## Entries supplied
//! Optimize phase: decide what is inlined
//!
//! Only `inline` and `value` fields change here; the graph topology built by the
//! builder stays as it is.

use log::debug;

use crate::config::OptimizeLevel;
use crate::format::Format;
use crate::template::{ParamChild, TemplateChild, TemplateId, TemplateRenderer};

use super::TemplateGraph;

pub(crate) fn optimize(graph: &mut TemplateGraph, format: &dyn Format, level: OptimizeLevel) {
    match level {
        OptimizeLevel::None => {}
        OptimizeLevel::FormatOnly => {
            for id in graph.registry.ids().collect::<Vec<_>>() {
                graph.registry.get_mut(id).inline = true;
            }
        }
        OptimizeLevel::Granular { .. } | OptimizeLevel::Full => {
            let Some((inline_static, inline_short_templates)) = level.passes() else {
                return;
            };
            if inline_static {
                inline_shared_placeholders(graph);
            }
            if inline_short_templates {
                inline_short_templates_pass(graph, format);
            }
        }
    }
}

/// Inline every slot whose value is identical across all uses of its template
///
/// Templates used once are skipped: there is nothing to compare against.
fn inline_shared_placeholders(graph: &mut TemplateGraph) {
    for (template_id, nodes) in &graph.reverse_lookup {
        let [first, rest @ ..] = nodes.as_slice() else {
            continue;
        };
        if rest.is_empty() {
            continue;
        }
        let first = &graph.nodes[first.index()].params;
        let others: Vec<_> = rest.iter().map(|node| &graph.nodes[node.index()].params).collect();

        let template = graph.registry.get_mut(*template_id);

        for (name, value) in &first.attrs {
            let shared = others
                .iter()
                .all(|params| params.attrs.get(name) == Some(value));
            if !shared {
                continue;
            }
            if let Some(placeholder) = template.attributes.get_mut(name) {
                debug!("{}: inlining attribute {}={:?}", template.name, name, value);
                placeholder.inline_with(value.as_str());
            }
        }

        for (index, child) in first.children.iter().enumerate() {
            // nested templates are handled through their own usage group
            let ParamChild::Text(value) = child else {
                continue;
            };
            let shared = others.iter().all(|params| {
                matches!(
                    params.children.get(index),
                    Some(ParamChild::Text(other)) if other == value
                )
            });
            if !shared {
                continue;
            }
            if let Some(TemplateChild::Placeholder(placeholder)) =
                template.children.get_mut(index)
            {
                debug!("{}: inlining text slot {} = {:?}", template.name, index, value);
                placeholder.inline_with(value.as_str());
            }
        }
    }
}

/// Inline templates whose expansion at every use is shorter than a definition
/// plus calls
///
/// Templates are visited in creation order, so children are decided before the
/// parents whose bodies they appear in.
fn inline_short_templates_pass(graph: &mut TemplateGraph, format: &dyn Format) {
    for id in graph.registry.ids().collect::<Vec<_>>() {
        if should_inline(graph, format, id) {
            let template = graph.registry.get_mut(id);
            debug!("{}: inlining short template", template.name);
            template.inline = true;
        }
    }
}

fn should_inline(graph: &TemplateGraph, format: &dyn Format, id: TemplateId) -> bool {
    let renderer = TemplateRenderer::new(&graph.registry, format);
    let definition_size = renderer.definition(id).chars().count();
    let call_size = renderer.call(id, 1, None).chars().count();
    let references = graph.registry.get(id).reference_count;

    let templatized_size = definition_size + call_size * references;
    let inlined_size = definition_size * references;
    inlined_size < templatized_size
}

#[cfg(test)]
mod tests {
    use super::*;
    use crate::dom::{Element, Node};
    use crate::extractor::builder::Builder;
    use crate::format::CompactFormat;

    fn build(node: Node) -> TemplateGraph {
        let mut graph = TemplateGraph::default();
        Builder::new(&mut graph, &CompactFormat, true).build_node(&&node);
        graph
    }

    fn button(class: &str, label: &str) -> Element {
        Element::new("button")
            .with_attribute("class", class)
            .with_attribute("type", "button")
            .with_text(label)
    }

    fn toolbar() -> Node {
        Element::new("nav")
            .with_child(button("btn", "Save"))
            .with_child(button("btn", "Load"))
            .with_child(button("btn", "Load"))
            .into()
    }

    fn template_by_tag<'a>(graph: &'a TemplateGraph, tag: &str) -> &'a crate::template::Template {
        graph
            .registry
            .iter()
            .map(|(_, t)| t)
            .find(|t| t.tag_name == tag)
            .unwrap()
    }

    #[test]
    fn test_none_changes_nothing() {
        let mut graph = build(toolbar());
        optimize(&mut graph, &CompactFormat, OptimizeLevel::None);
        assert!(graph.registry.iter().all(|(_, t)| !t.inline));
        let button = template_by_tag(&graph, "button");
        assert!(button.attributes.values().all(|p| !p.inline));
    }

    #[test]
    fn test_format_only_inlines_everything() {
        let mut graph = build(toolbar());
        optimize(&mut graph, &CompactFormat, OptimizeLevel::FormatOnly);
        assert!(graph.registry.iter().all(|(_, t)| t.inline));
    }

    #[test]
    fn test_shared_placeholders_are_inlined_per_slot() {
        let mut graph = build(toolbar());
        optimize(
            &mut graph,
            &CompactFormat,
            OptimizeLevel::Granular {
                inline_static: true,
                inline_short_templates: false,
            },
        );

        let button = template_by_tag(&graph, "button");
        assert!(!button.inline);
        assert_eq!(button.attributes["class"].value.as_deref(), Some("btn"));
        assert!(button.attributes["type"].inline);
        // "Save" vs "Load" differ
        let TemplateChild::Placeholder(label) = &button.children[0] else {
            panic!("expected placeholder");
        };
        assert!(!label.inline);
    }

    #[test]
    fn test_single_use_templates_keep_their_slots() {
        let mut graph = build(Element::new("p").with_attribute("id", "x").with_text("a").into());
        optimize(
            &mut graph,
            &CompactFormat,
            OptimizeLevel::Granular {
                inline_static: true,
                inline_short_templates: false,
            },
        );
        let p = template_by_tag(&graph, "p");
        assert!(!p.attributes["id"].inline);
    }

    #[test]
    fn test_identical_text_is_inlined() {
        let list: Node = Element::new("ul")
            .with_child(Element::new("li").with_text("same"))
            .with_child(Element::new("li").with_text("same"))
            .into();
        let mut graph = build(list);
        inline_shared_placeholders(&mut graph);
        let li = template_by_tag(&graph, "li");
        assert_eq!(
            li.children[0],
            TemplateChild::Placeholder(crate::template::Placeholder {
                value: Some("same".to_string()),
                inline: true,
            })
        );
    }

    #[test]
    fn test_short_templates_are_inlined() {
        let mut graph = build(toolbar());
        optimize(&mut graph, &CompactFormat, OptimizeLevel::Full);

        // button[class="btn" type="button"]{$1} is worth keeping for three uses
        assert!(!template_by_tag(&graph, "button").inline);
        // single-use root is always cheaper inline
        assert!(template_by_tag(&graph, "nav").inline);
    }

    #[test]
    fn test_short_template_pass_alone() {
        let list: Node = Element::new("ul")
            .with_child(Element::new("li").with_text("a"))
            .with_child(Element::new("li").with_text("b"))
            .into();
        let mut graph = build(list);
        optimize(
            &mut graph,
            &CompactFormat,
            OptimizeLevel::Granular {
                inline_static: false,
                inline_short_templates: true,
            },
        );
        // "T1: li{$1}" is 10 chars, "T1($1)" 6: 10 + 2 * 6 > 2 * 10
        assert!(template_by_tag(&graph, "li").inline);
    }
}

--

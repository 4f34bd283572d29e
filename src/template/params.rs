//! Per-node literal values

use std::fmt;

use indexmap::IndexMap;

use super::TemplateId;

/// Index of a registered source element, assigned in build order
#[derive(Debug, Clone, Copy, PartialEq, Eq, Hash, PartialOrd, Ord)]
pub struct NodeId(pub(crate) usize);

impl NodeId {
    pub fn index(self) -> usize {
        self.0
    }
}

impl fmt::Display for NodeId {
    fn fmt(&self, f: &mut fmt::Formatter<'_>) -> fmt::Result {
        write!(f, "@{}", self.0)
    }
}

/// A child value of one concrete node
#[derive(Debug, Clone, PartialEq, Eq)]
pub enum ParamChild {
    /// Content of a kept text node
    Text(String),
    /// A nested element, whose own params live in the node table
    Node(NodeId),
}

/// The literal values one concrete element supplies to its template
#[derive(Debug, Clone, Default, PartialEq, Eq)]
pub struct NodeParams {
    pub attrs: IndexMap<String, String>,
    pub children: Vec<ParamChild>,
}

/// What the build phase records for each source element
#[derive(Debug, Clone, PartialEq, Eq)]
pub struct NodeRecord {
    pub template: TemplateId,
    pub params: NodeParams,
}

## Problem requirements
Tally how many lines include "children" in the listing above; reply with the number only.

## Expected answer
7